Re: [v2 PATCH] arm64: mm: force write fault for atomic RMW instructions

From: Yang Shi
Date: Thu May 23 2024 - 18:13:39 EST




On 5/23/24 2:34 PM, Catalin Marinas wrote:
On Thu, May 23, 2024 at 12:43:34PM -0700, Christoph Lameter (Ampere) wrote:
On Thu, 23 May 2024, Catalin Marinas wrote:
While this class includes all atomics that currently require write
permission, there's some unallocated space in this range and we don't
know what future architecture versions may introduce. Unfortunately we
need to check each individual atomic op in this class (not sure what the
overhead will be).
Can you tell us which bits or pattern is not allocated? Maybe we can exclude
that from the pattern.
Yes, it may be easier to exclude those patterns. See the Arm ARM K.a
section C4.1.94.29 (page 791).
Hmmm. We could consult an exception table once the pattern matches to reduce
the overhead.
Yeah, check the atomic class first and then go into the finer-grained
details. I think this would reduce the overhead for non-atomic
instructions.

If I read the instruction encoding correctly, the unallocated instructions are decided by the below fields:

  - size
  - VAR
  - o3
  - opc

To exclude them I think we can do something like:

if atomic instructions {
    if V == 1
        return false;
    if o3 opc == 111x
        return false;
    switch VAR {
        000
            check o3 and opc
        001
            check 03 and opc
        010
            check o3 and opc
        011
            check o3 and opc
        default
            if size != 11
                check o3 and opc
    }
}

So it may take 4 + the possible unallocated combos of o3 and opc branches for the worst case. I saw 5 different combos for o3 and opc, so 9 branches for worst cases.


However, the harm done I think is acceptable even if we leave things as is.
In the worst case we create unnecesssary write fault processing for an
"atomic op" that does not need write access. Also: Why would it need to be
atomic if it does not write???
I'm thinking of some conditional instruction that states no write if
condition fails. But it could be even worse if the architects decide to
reuse that unallocated space for some instructions that have nothing to
do with the atomic accesses.

Even though the condition fails, forcing write fault still seems fine IIUC. I'm supposed the read fault will happen regardless of the condition. Then a page with all 0 content is installed. This is guaranteed. We just end up having write permission instead of read-only permission. We will also be in this state transiently with current supported atomic instructions.

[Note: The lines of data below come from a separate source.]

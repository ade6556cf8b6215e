//! Thread-safe event bus between the capture thread and the ban controller.
//!
//! A lock-free single-producer single-consumer (SPSC) ring buffer using
//! atomic head/tail counters. The capture callback is the only producer and
//! the controller's event loop the only consumer, which keeps the decision
//! path free of locks.
//!
//! - Cache-line aligned counters prevent false sharing
//! - Backpressure is signalled explicitly with `EventError::QueueFull`
//! - `close()` marks the stream terminal so the consumer can distinguish
//!   "momentarily empty" from "capture is gone"

use std::cell::UnsafeCell;
use std::sync::atomic::{AtomicBool, AtomicU64, Ordering};
use std::sync::Arc;

use thiserror::Error;

use super::scan::ScanEvent;

/// Event bus error conditions.
#[derive(Error, Debug)]
pub enum EventError {
    #[error("Event queue capacity exceeded")]
    QueueFull,
    #[error("Event bus is closed")]
    Closed,
    #[error("Invalid capacity (must be a power of two)")]
    InvalidCapacity,
}

/// Cache-line aligned atomic counter to prevent false sharing
#[repr(align(64))]
struct AlignedCounter(AtomicU64);

impl AlignedCounter {
    #[inline]
    fn new(value: u64) -> Self {
        Self(AtomicU64::new(value))
    }
}

struct InnerBus {
    buffer: Box<[UnsafeCell<Option<ScanEvent>>]>,
    head: AlignedCounter,
    tail: AlignedCounter,
    mask: usize,
    closed: AtomicBool,
}

/// Bounded SPSC bus carrying [`ScanEvent`]s.
pub struct EventBus {
    inner: Arc<InnerBus>,
}

impl EventBus {
    /// Creates a new event bus with the specified capacity.
    ///
    /// # Arguments
    ///
    /// * `capacity` - Must be a power of two for efficient index masking.
    pub fn with_capacity(capacity: usize) -> Result<Self, EventError> {
        if !capacity.is_power_of_two() {
            return Err(EventError::InvalidCapacity);
        }

        let buffer = (0..capacity)
            .map(|_| UnsafeCell::new(None))
            .collect::<Vec<_>>()
            .into_boxed_slice();

        Ok(Self {
            inner: Arc::new(InnerBus {
                buffer,
                head: AlignedCounter::new(0),
                tail: AlignedCounter::new(0),
                mask: capacity - 1,
                closed: AtomicBool::new(false),
            }),
        })
    }

    /// Creates a new handle to the shared bus.
    #[inline]
    pub fn share(&self) -> Self {
        Self {
            inner: Arc::clone(&self.inner),
        }
    }

    /// Attempts to enqueue an event.
    ///
    /// Fails with `Closed` once the producer side has signalled terminal
    /// failure, and with `QueueFull` when the consumer is behind.
    #[inline]
    pub fn send(&self, event: ScanEvent) -> Result<(), EventError> {
        if self.inner.closed.load(Ordering::Acquire) {
            return Err(EventError::Closed);
        }

        let head = self.inner.head.0.load(Ordering::Relaxed);
        let tail = self.inner.tail.0.load(Ordering::Acquire);

        if head - tail >= self.inner.buffer.len() as u64 {
            return Err(EventError::QueueFull);
        }

        // SAFETY: Exclusive write access ensured by atomic counters
        unsafe {
            let idx = (head as usize) & self.inner.mask;
            *self.inner.buffer[idx].get() = Some(event);
        }

        self.inner.head.0.store(head + 1, Ordering::Release);
        Ok(())
    }

    /// Attempts to dequeue an event; `None` when the queue is empty.
    #[inline]
    pub fn recv(&self) -> Option<ScanEvent> {
        let tail = self.inner.tail.0.load(Ordering::Relaxed);
        let head = self.inner.head.0.load(Ordering::Acquire);

        if head == tail {
            return None;
        }

        // SAFETY: Exclusive read access ensured by atomic counters
        let event = unsafe {
            let idx = (tail as usize) & self.inner.mask;
            (*self.inner.buffer[idx].get()).take()
        };

        self.inner.tail.0.store(tail + 1, Ordering::Release);
        event
    }

    /// Marks the stream terminal. Buffered events remain receivable.
    pub fn close(&self) {
        self.inner.closed.store(true, Ordering::Release);
    }

    /// True once `close()` has been called on any handle.
    pub fn is_closed(&self) -> bool {
        self.inner.closed.load(Ordering::Acquire)
    }
}

// SAFETY: Thread safety ensured by atomic counters and Arc
unsafe impl Send for InnerBus {}
unsafe impl Sync for InnerBus {}

#[cfg(test)]
mod tests {
    use super::*;
    use crate::events::scan::ScanEventKind;
    use std::net::Ipv4Addr;

    fn test_event(seq: u64) -> ScanEvent {
        ScanEvent {
            kind: ScanEventKind::PortScan,
            timestamp_ms: seq,
            src_ip: Ipv4Addr::new(198, 51, 100, 7),
            src_port: 40000,
            dst_ip: Ipv4Addr::new(192, 0, 2, 1),
            dst_port: 22,
        }
    }

    #[test]
    fn rejects_non_power_of_two() {
        assert!(matches!(
            EventBus::with_capacity(3),
            Err(EventError::InvalidCapacity)
        ));
    }

    #[test]
    fn handles_single_element() {
        let bus = EventBus::with_capacity(2).unwrap();
        bus.send(test_event(1)).unwrap();
        assert_eq!(bus.recv().unwrap().timestamp_ms, 1);
    }

    #[test]
    fn signals_queue_full() {
        let bus = EventBus::with_capacity(2).unwrap();
        bus.send(test_event(1)).unwrap();
        bus.send(test_event(2)).unwrap();
        assert!(matches!(bus.send(test_event(3)), Err(EventError::QueueFull)));
    }

    #[test]
    fn maintains_ordering() {
        let bus = EventBus::with_capacity(4).unwrap();
        bus.send(test_event(1)).unwrap();
        bus.send(test_event(2)).unwrap();
        assert_eq!(bus.recv().unwrap().timestamp_ms, 1);
        assert_eq!(bus.recv().unwrap().timestamp_ms, 2);
    }

    #[test]
    fn wraps_buffer_correctly() {
        let bus = EventBus::with_capacity(4).unwrap();
        for cycle in 0..2 {
            for i in 0..4 {
                bus.send(test_event(i + cycle * 4)).unwrap();
            }
            for i in 0..4 {
                assert_eq!(bus.recv().unwrap().timestamp_ms, i + cycle * 4);
            }
        }
    }

    #[test]
    fn close_rejects_sends_but_drains() {
        let bus = EventBus::with_capacity(4).unwrap();
        bus.send(test_event(1)).unwrap();
        bus.close();
        assert!(matches!(bus.send(test_event(2)), Err(EventError::Closed)));
        assert_eq!(bus.recv().unwrap().timestamp_ms, 1);
        assert!(bus.recv().is_none());
        assert!(bus.is_closed());
    }
}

But if they will be allocated to non-atomic instructions, we have to do fine-grained decoding, but it may be easier since we can just filter out those non-atomic instructions? Anyway it depends on how they will be used. Hopefully this won't happen.


It's something we need to clarify with them but I'm about to go on
holiday for a week, so I won't be able to check.

Have a good holiday.


The ultimate solution would be to change the spec so that arm processors can
skip useless read faults.
I raised this already, waiting for feedback from the architects.

Thank you so much.